For better or worse, Justin Trudeau is expected to announce next Tuesday that he will seek the leadership of the beleaguered Liberal Party in Canada.
Trudeau, the son of beloved former prime minister Pierre Trudeau, is the last, perhaps best, hope of an endangered party. As John Ibbitson noted in The Globe and Mail yesterday, Trudeau’s assets make him an almost prohibitive favorite.
At age 40, however, the Montréal-area MP has been a member of the House of Commons since just 2008, and he will face doubts that he’s seasoned enough to become prime minister.
If he wins the leadership, he’ll first face the task of winning back supporters from the New Democratic Party, who made such incredible inroads in the 2011 election under the late Jack Layton that they far eclipsed the Liberals to become the Official Opposition and the main alternative to prime minister Stephen Harper’s Conservative Party.

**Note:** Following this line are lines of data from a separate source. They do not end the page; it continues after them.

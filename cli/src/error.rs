use std::io;
use std::path::PathBuf;

use thiserror::Error;

#[derive(Error, Debug)]
pub enum ConfigError {
    #[error("reading config file {}: {source}", .path.display())]
    Read { path: PathBuf, source: io::Error },

    #[error("parsing config file: {0}")]
    Parse(#[from] toml::de::Error),

    #[error("invalid config: {0}")]
    Invalid(String),
}

/// Fatal errors for one invocation. Anything recoverable (a single ticker
/// failing to quote, a single notification failing) never reaches here.
#[derive(Error, Debug)]
pub enum RunError {
    #[error(transparent)]
    Config(#[from] ConfigError),

    #[error(transparent)]
    State(#[from] state::StateError),

    #[error(transparent)]
    Quotes(#[from] market::QuoteError),
}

Currently, polls show the NDP, under new leader Thomas Mulcair, within striking distance of the Tories and Liberals trailing in distant third place. But a National Post poll today shows that the Trudeau-led Liberals would win 39% to just 32% for Harper and 20% for the NDP. Those numbers, I believe, represent a best-case scenario for Trudeau — when he really represents nothing more than nostalgia for his father and before he’s had to contend through a long leadership fight and go head-to-head against not only Harper, but Mulcair as well. Trudeau will have to sideline the NDP (or otherwise engineer a merger or alliance with the NDP) and then win not only a sizeable number of ridings in Quebéc, but also in Ontario and elsewhere in Canada.

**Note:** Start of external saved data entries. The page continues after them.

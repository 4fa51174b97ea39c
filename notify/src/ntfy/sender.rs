use std::time::Duration;

use async_trait::async_trait;
use reqwest::{Client, RequestBuilder};
use tracing::{debug, instrument};

use crate::errors::NotifyError;
use crate::ntfy::types::{Notification, NtfyConfig};
use crate::sink::NotificationSink;

#[derive(Clone)]
pub struct NtfySender {
    http: Client,
    cfg: NtfyConfig,
}

impl NtfySender {
    pub fn new(cfg: NtfyConfig) -> Result<Self, NotifyError> {
        let http = Client::builder().timeout(Duration::from_secs(10)).build()?;

        Ok(Self { http, cfg })
    }

    /// Shapes an alert into the notification posted to the topic.
    pub fn build_alert(&self, ticker: &str, name: &str, message: &str, price: f64) -> Notification {
        let label = if name.is_empty() { ticker } else { name };

        Notification {
            topic: self.cfg.topic.clone(),
            message: format!("{message}\n\nCurrent price: ${price:.2}"),
            title: format!("💰 {label} Alert"),
            priority: self.cfg.priority,
            tags: vec!["chart_with_upwards_trend".to_string(), ticker.to_string()],
        }
    }

    #[instrument(skip_all, fields(topic = %notification.topic), level = "debug")]
    pub async fn send(&self, notification: &Notification) -> Result<(), NotifyError> {
        let req = self.http.post(&self.cfg.server).json(notification);
        let resp = self.authorize(req).send().await?;

        let status = resp.status();
        if !status.is_success() {
            return Err(NotifyError::Status(status.as_u16()));
        }

        debug!(status = status.as_u16(), "notification delivered");
        Ok(())
    }

    fn authorize(&self, req: RequestBuilder) -> RequestBuilder {
        let non_empty = |v: &Option<String>| v.as_deref().filter(|s| !s.is_empty()).map(str::to_owned);

        if let Some(token) = non_empty(&self.cfg.token) {
            return req.bearer_auth(token);
        }

        match (non_empty(&self.cfg.username), non_empty(&self.cfg.password)) {
            (Some(user), Some(pass)) => req.basic_auth(user, Some(pass)),
            _ => req,
        }
    }
}

#[async_trait]
impl NotificationSink for NtfySender {
    async fn send_alert(
        &self,
        ticker: &str,
        name: &str,
        message: &str,
        price: f64,
    ) -> Result<(), NotifyError> {
        let notification = self.build_alert(ticker, name, message, price);
        self.send(&notification).await
    }
}
use thiserror::Error;

#[derive(Error, Debug)]
pub enum QuoteError {
    #[error("http error: {0}")]
    Http(#[from] reqwest::Error),

    #[error("quote api error {code}: {description}")]
    Api { code: String, description: String },

    #[error("no quote data returned for {0}")]
    NoData(String),

    #[error("invalid quote for {ticker}: {reason}")]
    InvalidQuote { ticker: String, reason: String },

    #[error("all {attempted} tickers failed, last error: {last}")]
    AllQuotesFailed {
        attempted: usize,
        #[source]
        last: Box<QuoteError>,
    },
}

There will be much more to say in the months leading up to the leadership race — it doesn’t start until November 14 and it won’t end until April 14, 2013. Since the 2011 election that saw the Liberals reduced to just 34 seats, former (NDP) Ontario premier Bob Rae has served as interim leader.
There will a lot of rebuilding for whomever wins the leadership — and since Rae himself ruled out running for the leadership in a permanent capacity earlier in June, it’s seemed like the leadership is Trudeau’s for the taking, despite a number of candidates also expected to run — the most serious potential challengers to Trudeau include Dominic LeBlanc, a New Brunswick MP since 2000 and currently the party’s foreign affairs critic and, perhaps more intriguingly, Marc Garneau, a retired astronaut and former president of the Canadian Space Agency from 2001 to 2006, who has served as an MP since 2008, also from Montréal, and is the current Liberal House Leader. Each candidate will pay a $75,000 entry fee — it’s thought the steep price will limit the number of contenders to just serious challengers, and campaign spending will be capped at $950,000.
It’s difficult to fathom just how far the Liberals have fallen in just little over a decade.
The ‘Grits’ governed Canada for nearly eight decades of the 20th century, and as recently as the 2000 election, won 172 out of the 301 seats then in the Canadian House of Commons under prime minister Jean Chrétien. Under his successor, Paul Martin, who struggled to make the leap from finance minister to prime minister, the Liberals sunk to 135 seats (out of 308) in the 2004 election, reducing Martin to a minority government. By 2006, Harper’s Tories defeated the Liberals for his own minority government, leaving the Liberals reduced to just 103 seats.
That’s when things got really bad. The Liberals elected former environmental minister Stéphane Dion to succeed Martin, but the Dion-era Liberals fared even more poorly in the 2008 election, when they won just 77 seats. After Dion, the Liberals turned to academic and author Michael Ignatieff, who oversaw the 2011 debacle, when Harper’s Tories won their first majority government, the NDP under Jack Layton became the Official Opposition and the Liberals won just 19% of the vote — the only province the Liberals won was Newfoundland.
Trudeau’s father, like Trudeau based in Montréal, served as prime minister from 1968 to 1984 (except for a nine-month period from June 1979 to March 1980), and many Canadians today — on both sides of the ideological divide — consider him Canada’s finest prime minister. As justice minister in 1967, Trudeau worked to liberalize laws on once-taboo subjects like homosexuality, abortion and divorce. In 1968, he took control of the Liberal Party — at 48, he represented the generational change of his own era — on the wave of what was then called ‘Trudeaumania.’
As prime minister, Trudeau’s tenure was marked by the thorny questions of federalism — he implemented bilingualism as a federal policy, went head-to-head against René Lévesque in the 1980 referendum on Quebéc sovereignty and won with 60% support, and later disappointed many Quebeckers when he patriated the Constitution in Canada in 1982, essentially locating constitutional power in Canada, not with the United Kingdom, an issue that proved controversial among Canada’s provincial premiers. Canada’s economy had a bit of a turbulent spell during much of Trudeau’s tenure, and his government boosted Canada’s debt and alienated Western Canadians in its search to federalize the gains of Western Canada’s mineral wealth.
The former prime minister died in 2000 — and his son Justin’s eulogy was thought at the time to be the opening act in what has led to this week’s announcement that he will seek to follow in his father’s footsteps.